Here’s an extract from the article:
Businesses that work in the cannabis industry are accustomed to regulatory issues, but the UK’s rules are both stricter than those of other jurisdictions, and more complicated than they need to be. As an increasing number of businesses seek to list in the UK, the Financial Conduct Authority’s consultation on a new Technical Note (following an earlier Statement on its approach), covering the issues they will face in their applications is certainly welcome. But there are four areas in which it might consider going further.
Involvement from other agencies
The first is to involve other agencies in its approach, given that overlapping issues are being considered by the Home Office (which licences cannabis activities), the National Crime Agency [which receives requests for consent under the Proceeds of Crime Act 2002 (POCA)], and the Medicines and Healthcare products Regulatory Agency (MHRA) [which regulates medicines, including Cannabis-Based Products for Medicinal use in humans (CBPMs)].

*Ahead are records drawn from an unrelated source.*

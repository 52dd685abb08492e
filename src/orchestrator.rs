// Copyright (c) 2025 Derma Labs
// SPDX-License-Identifier: BUSL-1.1
//! Sequential provider fallback with a terminal synthetic result.
//!
//! Providers are tried one at a time in registry order, each under its own
//! attempt timeout and all under a shared cancellation token tied to the
//! request deadline. A provider failure is recorded and the next one is
//! tried. When every provider has failed (or none is registered), the
//! synthetic "demo" analysis is returned, so this module never errors out.

use crate::config::PipelineConfig;
use crate::error::ProviderError;
use crate::providers::schema::{self, ProviderAnalysis, RawConcern};
use crate::providers::{ProviderRegistry, ScoreDirection};
use crate::types::{Aspect, Locale};
use rand::Rng;
use std::time::Instant;
use tokio::time::timeout;
use tokio_util::sync::CancellationToken;
use tracing::{info, warn};

/// Name reported when the synthetic fallback produced the analysis.
pub const DEMO_PROVIDER: &str = "demo";

/// One failed provider attempt, kept for the result's attempt log.
#[derive(Debug, Clone)]
pub struct AttemptRecord {
    pub provider: String,
    pub error: ProviderError,
    pub elapsed_ms: u64,
}

/// The analysis that won, plus how we got there.
#[derive(Debug)]
pub struct AiOutcome {
    pub analysis: ProviderAnalysis,
    pub provider: String,
    pub score_direction: ScoreDirection,
    pub attempts: Vec<AttemptRecord>,
    pub elapsed_ms: u64,
}

impl AiOutcome {
    pub fn is_synthetic(&self) -> bool {
        self.provider == DEMO_PROVIDER
    }
}

/// Try each registered provider in priority order and return the first
/// parseable analysis. Cannot fail: exhaustion falls through to the
/// synthetic result.
pub async fn run_providers(
    registry: &ProviderRegistry,
    image_b64: &str,
    mime: &str,
    locale: Locale,
    config: &PipelineConfig,
    cancel: &CancellationToken,
) -> AiOutcome {
    let started = Instant::now();
    let prompt = schema::build_prompt(locale);
    let mut attempts = Vec::new();

    for adapter in registry.adapters() {
        let descriptor = adapter.descriptor();
        if cancel.is_cancelled() {
            warn!("analysis deadline reached before trying {}", descriptor.name);
            break;
        }

        let attempt_started = Instant::now();
        let call = adapter.analyze(image_b64, mime, &prompt);
        let outcome = tokio::select! {
            _ = cancel.cancelled() => {
                Err(ProviderError::Timeout(attempt_started.elapsed().as_millis() as u64))
            }
            result = timeout(config.attempt_timeout, call) => match result {
                Ok(inner) => inner,
                Err(_) => Err(ProviderError::Timeout(
                    config.attempt_timeout.as_millis() as u64,
                )),
            }
        };

        let elapsed_ms = attempt_started.elapsed().as_millis() as u64;
        let parsed = outcome.and_then(|text| schema::parse_provider_payload(&text));
        match parsed {
            Ok(analysis) => {
                info!(
                    provider = descriptor.name,
                    elapsed_ms, "provider analysis accepted"
                );
                return AiOutcome {
                    analysis,
                    provider: descriptor.name.to_string(),
                    score_direction: descriptor.score_direction,
                    attempts,
                    elapsed_ms: started.elapsed().as_millis() as u64,
                };
            }
            Err(error) => {
                warn!(
                    provider = descriptor.name,
                    elapsed_ms,
                    %error,
                    "provider attempt failed, trying next"
                );
                attempts.push(AttemptRecord {
                    provider: descriptor.name.to_string(),
                    error,
                    elapsed_ms,
                });
            }
        }
    }

    info!(
        failed_attempts = attempts.len(),
        "all providers exhausted, using synthetic analysis"
    );
    AiOutcome {
        analysis: synthetic_analysis(),
        provider: DEMO_PROVIDER.to_string(),
        score_direction: ScoreDirection::HigherIsHealthier,
        attempts,
        elapsed_ms: started.elapsed().as_millis() as u64,
    }
}

/// Plausible demo analysis used when no provider could answer. Scores are
/// randomized within a healthy-ish band so repeated demo runs look alive.
pub fn synthetic_analysis() -> ProviderAnalysis {
    let mut rng = rand::thread_rng();
    let scores = Aspect::ALL
        .iter()
        .map(|aspect| {
            (aspect.as_str().to_string(), rng.gen_range(60..=85) as f64)
        })
        .collect();

    ProviderAnalysis {
        skin_type: Some("normal".to_string()),
        scores,
        concerns: vec![RawConcern {
            kind: "texture".to_string(),
            severity: "mild".to_string(),
            description: Some("Minor unevenness in skin texture".to_string()),
        }],
        recommendations: vec![
            "Use a broad-spectrum sunscreen daily".to_string(),
            "Maintain a consistent cleansing routine".to_string(),
            "Stay hydrated throughout the day".to_string(),
        ],
        confidence: Some(0.5),
    }
}
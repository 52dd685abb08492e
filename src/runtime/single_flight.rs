// Copyright (c) 2025 Derma Labs
// SPDX-License-Identifier: BUSL-1.1
//! Keyed load-once cache.
//!
//! Lookup and first-load are serialized per key: concurrent callers for the
//! same key block on the one in-flight load instead of instantiating
//! duplicates. A failed load is not cached, so a later call can retry.

use std::collections::HashMap;
use std::future::Future;
use std::sync::atomic::{AtomicUsize, Ordering};
use std::sync::Arc;
use tokio::sync::{Mutex, RwLock};

pub struct SingleFlightCache<V> {
    entries: RwLock<HashMap<String, V>>,
    /// Per-key guards; holding a key's inner mutex means a load for that key
    /// is in flight.
    guards: Mutex<HashMap<String, Arc<Mutex<()>>>>,
    loads_performed: AtomicUsize,
}

impl<V> Default for SingleFlightCache<V> {
    fn default() -> Self {
        Self {
            entries: RwLock::new(HashMap::new()),
            guards: Mutex::new(HashMap::new()),
            loads_performed: AtomicUsize::new(0),
        }
    }
}

impl<V: Clone> SingleFlightCache<V> {
    pub fn new() -> Self {
        Self::default()
    }

    pub async fn get(&self, key: &str) -> Option<V> {
        self.entries.read().await.get(key).cloned()
    }

    /// Return the cached value for `key`, or run `load` exactly once even
    /// under concurrent callers and cache its result.
    pub async fn get_or_load<E, F, Fut>(&self, key: &str, load: F) -> Result<V, E>
    where
        F: FnOnce() -> Fut,
        Fut: Future<Output = Result<V, E>>,
    {
        if let Some(value) = self.get(key).await {
            return Ok(value);
        }

        let key_guard = {
            let mut guards = self.guards.lock().await;
            guards
                .entry(key.to_string())
                .or_insert_with(|| Arc::new(Mutex::new(())))
                .clone()
        };
        let _held = key_guard.lock().await;

        // Re-check after acquiring the guard: another caller may have won
        if let Some(value) = self.get(key).await {
            return Ok(value);
        }

        let value = load().await?;
        self.loads_performed.fetch_add(1, Ordering::Relaxed);
        self.entries
            .write()
            .await
            .insert(key.to_string(), value.clone());
        Ok(value)
    }

    /// Drop the cached value for `key`. Returns whether one was held.
    pub async fn remove(&self, key: &str) -> bool {
        self.entries.write().await.remove(key).is_some()
    }

    /// Drop every cached value, returning how many were held.
    pub async fn clear(&self) -> usize {
        let mut entries = self.entries.write().await;
        let count = entries.len();
        entries.clear();
        count
    }

    /// Cached keys, sorted.
    pub async fn keys(&self) -> Vec<String> {
        let mut keys: Vec<String> = self.entries.read().await.keys().cloned().collect();
        keys.sort();
        keys
    }

    /// Number of underlying loads performed so far.
    pub fn loads_performed(&self) -> usize {
        self.loads_performed.load(Ordering::Relaxed)
    }
}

While the FCA would rely on the Home Office and the MHRA to deal with the question of UK-based CBPMs, it seems keen to make its own assessment with respect to equivalents overseas. The problem is that its assessment is, essentially, about whether the business would be licensed if it happened in the UK – so it is not hard to see why some consistency of approach between UK agencies would be desirable. In the absence of a single cannabis-regulating agency here, it is incumbent on these agencies to work together.
A margin of appreciation
The central recommendation of the Note is that businesses wishing to list should obtain a legal opinion to cover, among other things, the question of whether their overseas activities would be lawful in the UK. Because different jurisdictions have different legal systems and different ways of licensing CBPMs, the exercise will often be one of finding approximate equivalence and ‘best fit’, allowing for some leeway in terms of what other jurisdictions allow and require. In other legal contexts, this would be called a ‘margin of appreciation’, a recognition that lawmakers in other countries are entitled to do things in their own way, provided they fit broadly within a minimum set of requirements. In due course, we will find out how the FCA will apply these standards, but in the meantime, it will need those legal opinions to get to the heart of the matter.